The researchers (left to right): Vanessa Bräuler, Benjamin Escribano, Dominique Siegenthaler and Prof. Dr. Jan Pielage
Koziel/TUK
Sorting out the specific mechanisms that lead to long-term memory formation in the fly brain is a challenge. The subset of neurons thought to be responsible for long-term memory have the same DNA as other neurons, making it difficult to design a biomarker that only identifies the neurons encoding a specific memory.
To overcome this problem, Dominique Siegenthaler, Benjamin Escribano and Vanessa Bräuler in the group of Professor Jan Pielage of TUK’s Division of Neurobiology and Zoology developed a genetic tag that responds to memory formation.
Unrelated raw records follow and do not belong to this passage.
use crate::error::{Error, NameError, Result};
use crate::storage::KeyValueStore;
use chrono::Utc;
use itertools::Itertools;
use serde::{Deserialize, Serialize};
use serde_json::{Map, Value};
use std::cmp::Ordering;
use std::collections::{BTreeMap, HashMap};
use tracing::{debug, info, warn};

pub const MAX_NAME_LEN: usize = 20;

#[derive(Debug, Clone, Copy, PartialEq, Eq, Serialize, Deserialize)]
pub enum SortDirection {
    /// Points-style metrics.
    HigherIsBetter,
    /// Time-style metrics such as reaction milliseconds.
    LowerIsBetter,
}

impl SortDirection {
    /// Order two metrics so that the better one sorts first.
    pub fn compare(&self, a: f64, b: f64) -> Ordering {
        match self {
            SortDirection::HigherIsBetter => b.total_cmp(&a),
            SortDirection::LowerIsBetter => a.total_cmp(&b),
        }
    }

    pub fn is_better(&self, candidate: f64, current: f64) -> bool {
        self.compare(candidate, current) == Ordering::Less
    }
}

/// Primitive metadata value carried alongside an entry.
#[derive(Debug, Clone, PartialEq, Serialize, Deserialize)]
#[serde(untagged)]
pub enum MetaValue {
    Bool(bool),
    Int(i64),
    Float(f64),
    Text(String),
}

impl MetaValue {
    fn from_json(value: &Value) -> Option<Self> {
        match value {
            Value::Bool(b) => Some(MetaValue::Bool(*b)),
            Value::Number(n) => n
                .as_i64()
                .map(MetaValue::Int)
                .or_else(|| n.as_f64().map(MetaValue::Float)),
            Value::String(s) => Some(MetaValue::Text(s.clone())),
            _ => None,
        }
    }

    fn to_json(&self) -> Value {
        match self {
            MetaValue::Bool(b) => Value::Bool(*b),
            MetaValue::Int(i) => Value::from(*i),
            MetaValue::Float(f) => Value::from(*f),
            MetaValue::Text(s) => Value::String(s.clone()),
        }
    }
}

impl From<&str> for MetaValue {
    fn from(s: &str) -> Self {
        MetaValue::Text(s.to_string())
    }
}

impl From<String> for MetaValue {
    fn from(s: String) -> Self {
        MetaValue::Text(s)
    }
}

impl From<i64> for MetaValue {
    fn from(i: i64) -> Self {
        MetaValue::Int(i)
    }
}

impl From<u32> for MetaValue {
    fn from(i: u32) -> Self {
        MetaValue::Int(i as i64)
    }
}

impl From<f64> for MetaValue {
    fn from(f: f64) -> Self {
        MetaValue::Float(f)
    }
}

impl From<bool> for MetaValue {
    fn from(b: bool) -> Self {
        MetaValue::Bool(b)
    }
}

pub type Metadata = BTreeMap<String, MetaValue>;

#[derive(Debug, Clone, PartialEq)]
pub struct LeaderboardEntry {
    pub name: String,
    pub metric: f64,
    pub metadata: Metadata,
}
// Core of the quickdraw mini-games: timers, rounds, scoring and local
// leaderboards. Rendering and input capture belong to the embedding front end.
pub mod app_dirs;
pub mod clock;
pub mod config;
pub mod error;
pub mod games;
pub mod leaderboard;
pub mod logging;
pub mod medal;
pub mod position;
pub mod rounds;
pub mod runtime;
pub mod scheduler;
pub mod stats;
pub mod storage;
pub mod timer;
pub mod util;

pub use error::{Error, Result};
The tag is called CRE-activity dependent memory engram label, or CAMEL, for short. It utilizes the DNA-binding site of the CRE binding protein (CREB2), which is essential for the formation of long-term memories. The tag lights up when neurons have an active CREB protein binding to DNA, highlighting only the neurons in the process of forming a memory.
“For the first time, we can specifically control the neurons forming long-term memories in Drosophila,” Pielage said.
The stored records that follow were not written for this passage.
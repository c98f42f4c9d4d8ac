use thiserror::Error;

/// Why a leaderboard name was refused.
#[derive(Debug, Clone, Copy, PartialEq, Eq, Error)]
pub enum NameError {
    #[error("name is empty")]
    Empty,
    #[error("name is longer than 20 characters")]
    TooLong,
    #[error("name is only digits")]
    NumericOnly,
    #[error("name contains characters other than letters and digits")]
    NotAlphanumeric,
}

/// Main error type for quickdraw operations.
///
/// Every variant is local and recoverable; the UI layer is expected to turn
/// it into a message (see [`Error::user_message`]) rather than abort.
#[derive(Debug, Error)]
pub enum Error {
    /// Countdown started with a non-positive duration.
    #[error("invalid duration: {seconds}s")]
    InvalidDuration { seconds: i64 },

    /// Round delay range is negative or inverted.
    #[error("invalid delay range: {min_ms}..={max_ms} ms")]
    InvalidRange { min_ms: i64, max_ms: i64 },

    /// Leaderboard name failed validation.
    #[error("invalid name: {reason}")]
    InvalidName { reason: NameError },

    /// Score is NaN or infinite and cannot be ranked or stored.
    #[error("invalid metric: {value}")]
    InvalidMetric { value: f64 },

    /// Average requested over an empty sample set.
    #[error("no samples recorded yet")]
    NoSamples,

    /// Local storage refused or failed a write.
    #[error("persistence failure: {message}")]
    Persistence { message: String },

    #[error("I/O error: {0}")]
    Io(#[from] std::io::Error),

    #[error("JSON error: {0}")]
    Json(#[from] serde_json::Error),

    #[error("SQLite error: {0}")]
    Sqlite(#[from] rusqlite::Error),
}

impl Error {
    pub fn persistence(message: impl Into<String>) -> Self {
        Error::Persistence {
            message: message.into(),
        }
    }

    /// True for failures of the backing store, as opposed to bad input.
    pub fn is_persistence(&self) -> bool {
        matches!(
            self,
            Error::Persistence { .. } | Error::Io(_) | Error::Json(_) | Error::Sqlite(_)
        )
    }

    /// Short alert-style text for the player.
    pub fn user_message(&self) -> String {
        match self {
            Error::InvalidDuration { .. } => "Timer length must be at least one second.".into(),
            Error::InvalidRange { .. } => "Round delay range is not valid.".into(),
            Error::InvalidName { reason } => match reason {
                NameError::Empty => "Name cannot be empty!".into(),
                NameError::TooLong => "Name cannot be longer than 20 characters!".into(),
                NameError::NumericOnly => "Name cannot be only numbers!".into(),
                NameError::NotAlphanumeric => "Name can only contain letters and numbers!".into(),
            },
            Error::InvalidMetric { .. } => "That score cannot be recorded.".into(),
            Error::NoSamples => "No results yet.".into(),
            _ => "Your score could not be saved on this device.".into(),
        }
    }
}

/// Result type alias using quickdraw's Error.
pub type Result<T> = std::result::Result<T, Error>;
As if seeing memory formation in action was not exciting enough, the tag does much more. The researchers can also use it to inhibit or activate the neurons’ activities.
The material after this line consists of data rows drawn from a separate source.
use crate::error::{Error, Result};
use chrono::Utc;
use rusqlite::{params, Connection, OptionalExtension};
use std::collections::HashMap;
use std::fs;
use std::path::{Path, PathBuf};
use tracing::debug;

pub trait KeyValueStore {
    fn get(&self, key: &str) -> Result<Option<String>>;
    fn set(&mut self, key: &str, value: &str) -> Result<()>;
    fn remove(&mut self, key: &str) -> Result<()>;
}

impl<S: KeyValueStore + ?Sized> KeyValueStore for Box<S> {
    fn get(&self, key: &str) -> Result<Option<String>> {
        (**self).get(key)
    }

    fn set(&mut self, key: &str, value: &str) -> Result<()> {
        (**self).set(key, value)
    }

    fn remove(&mut self, key: &str) -> Result<()> {
        (**self).remove(key)
    }
}

/// In-process store. An optional byte quota makes oversize writes fail the
/// way browser storage does when full.
#[derive(Debug, Clone, Default)]
pub struct MemoryStore {
    values: HashMap<String, String>,
    quota_bytes: Option<usize>,
}

impl MemoryStore {
    pub fn new() -> Self {
        Self::default()
    }

    pub fn with_quota(quota_bytes: usize) -> Self {
        Self {
            values: HashMap::new(),
            quota_bytes: Some(quota_bytes),
        }
    }

    fn used_without(&self, key: &str) -> usize {
        self.values
            .iter()
            .filter(|(k, _)| k.as_str() != key)
            .map(|(k, v)| k.len() + v.len())
            .sum()
    }
}

impl KeyValueStore for MemoryStore {
    fn get(&self, key: &str) -> Result<Option<String>> {
        Ok(self.values.get(key).cloned())
    }

    fn set(&mut self, key: &str, value: &str) -> Result<()> {
        if let Some(quota) = self.quota_bytes {
            let needed = self.used_without(key) + key.len() + value.len();
            if needed > quota {
                return Err(Error::persistence(format!(
                    "storage quota exceeded ({needed} > {quota} bytes)"
                )));
            }
        }
        self.values.insert(key.to_string(), value.to_string());
        Ok(())
    }

    fn remove(&mut self, key: &str) -> Result<()> {
        self.values.remove(key);
        Ok(())
    }
}

/// One `<key>.json` file per key inside a directory.
#[derive(Debug, Clone)]
pub struct JsonDirStore {
    dir: PathBuf,
}

impl JsonDirStore {
    pub fn new<P: AsRef<Path>>(dir: P) -> Self {
        Self {
            dir: dir.as_ref().to_path_buf(),
        }
    }

    pub fn dir(&self) -> &Path {
        &self.dir
    }

    /// Letters, digits, `-` and `_` pass through; every other byte is
    /// percent-encoded so distinct keys never share a file.
    fn path_for(&self, key: &str) -> PathBuf {
        let mut file = String::with_capacity(key.len());
        for b in key.bytes() {
            if b.is_ascii_alphanumeric() || b == b'-' || b == b'_' {
                file.push(b as char);
            } else {
                file.push_str(&format!("%{b:02X}"));
            }
        }
        self.dir.join(format!("{file}.json"))
    }
}

impl KeyValueStore for JsonDirStore {
    fn get(&self, key: &str) -> Result<Option<String>> {
        match fs::read_to_string(self.path_for(key)) {
            Ok(text) => Ok(Some(text)),
            Err(e) if e.kind() == std::io::ErrorKind::NotFound => Ok(None),
            Err(e) => Err(e.into()),
        }
    }

    /// Written to a sibling temp file and renamed over the old one.
    fn set(&mut self, key: &str, value: &str) -> Result<()> {
        fs::create_dir_all(&self.dir)?;
        let path = self.path_for(key);
        let tmp = path.with_extension("json.tmp");
        if let Err(e) = fs::write(&tmp, value) {
            let _ = fs::remove_file(&tmp);
            return Err(e.into());
        }
        fs::rename(&tmp, &path)?;
        debug!(path = %path.display(), bytes = value.len(), "stored");
        Ok(())
    }

    fn remove(&mut self, key: &str) -> Result<()> {
        match fs::remove_file(self.path_for(key)) {
            Ok(()) => Ok(()),
            Err(e) if e.kind() == std::io::ErrorKind::NotFound => Ok(()),
            Err(e) => Err(e.into()),
        }
    }
}

/// Key-value table in a SQLite database file.
#[derive(Debug)]
pub struct SqliteStore {
    conn: Connection,
}

impl SqliteStore {
    pub fn open<P: AsRef<Path>>(path: P) -> Result<Self> {
        if let Some(parent) = path.as_ref().parent() {
            fs::create_dir_all(parent)?;
        }
        Self::init(Connection::open(path)?)
    }

    pub fn open_in_memory() -> Result<Self> {
        Self::init(Connection::open_in_memory()?)
    }

    fn init(conn: Connection) -> Result<Self> {
        conn.execute(
            r#"
            CREATE TABLE IF NOT EXISTS kv (
                key TEXT PRIMARY KEY,
                value TEXT NOT NULL,
                updated_at TEXT NOT NULL
            )
            "#,
            [],
        )?;
        Ok(Self { conn })
    }
}

impl KeyValueStore for SqliteStore {
    fn get(&self, key: &str) -> Result<Option<String>> {
        let value = self
            .conn
            .query_row("SELECT value FROM kv WHERE key = ?1", [key], |row| {
                row.get::<_, String>(0)
            })
            .optional()?;
        Ok(value)
    }

    fn set(&mut self, key: &str, value: &str) -> Result<()> {
        self.conn.execute(
            r#"
            INSERT INTO kv (key, value, updated_at) VALUES (?1, ?2, ?3)
            ON CONFLICT(key) DO UPDATE SET value = excluded.value, updated_at = excluded.updated_at
            "#,
            params![key, value, Utc::now().to_rfc3339()],
        )?;
        Ok(())
    }

    fn remove(&mut self, key: &str) -> Result<()> {
        self.conn.execute("DELETE FROM kv WHERE key = ?1", [key])?;
        Ok(())
    }
}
“Now we have genetic access to get after the cellular and molecular changes occurring during long term memory formation,” Pielage said.
For example, the team used their tag to inhibit signaling from the long-term memory neurons in fruit flies. They trained the flies to associate an odor with an electric shock. The flies were still able to learn and recall memory in the first three hours after training, indicating that short-term memory formation was not affected by silencing these neurons. However, the flies were unable to recall the memory for the next four days, the time period when the CREB protein makes and maintains long-term memory. Interestingly, seven days after training, when CREB and thus the tag was no longer active, the flies again avoided the odor. This demonstrated that silencing CAMEL neurons specifically disrupted long-term memory recall but not production or storage of the memory.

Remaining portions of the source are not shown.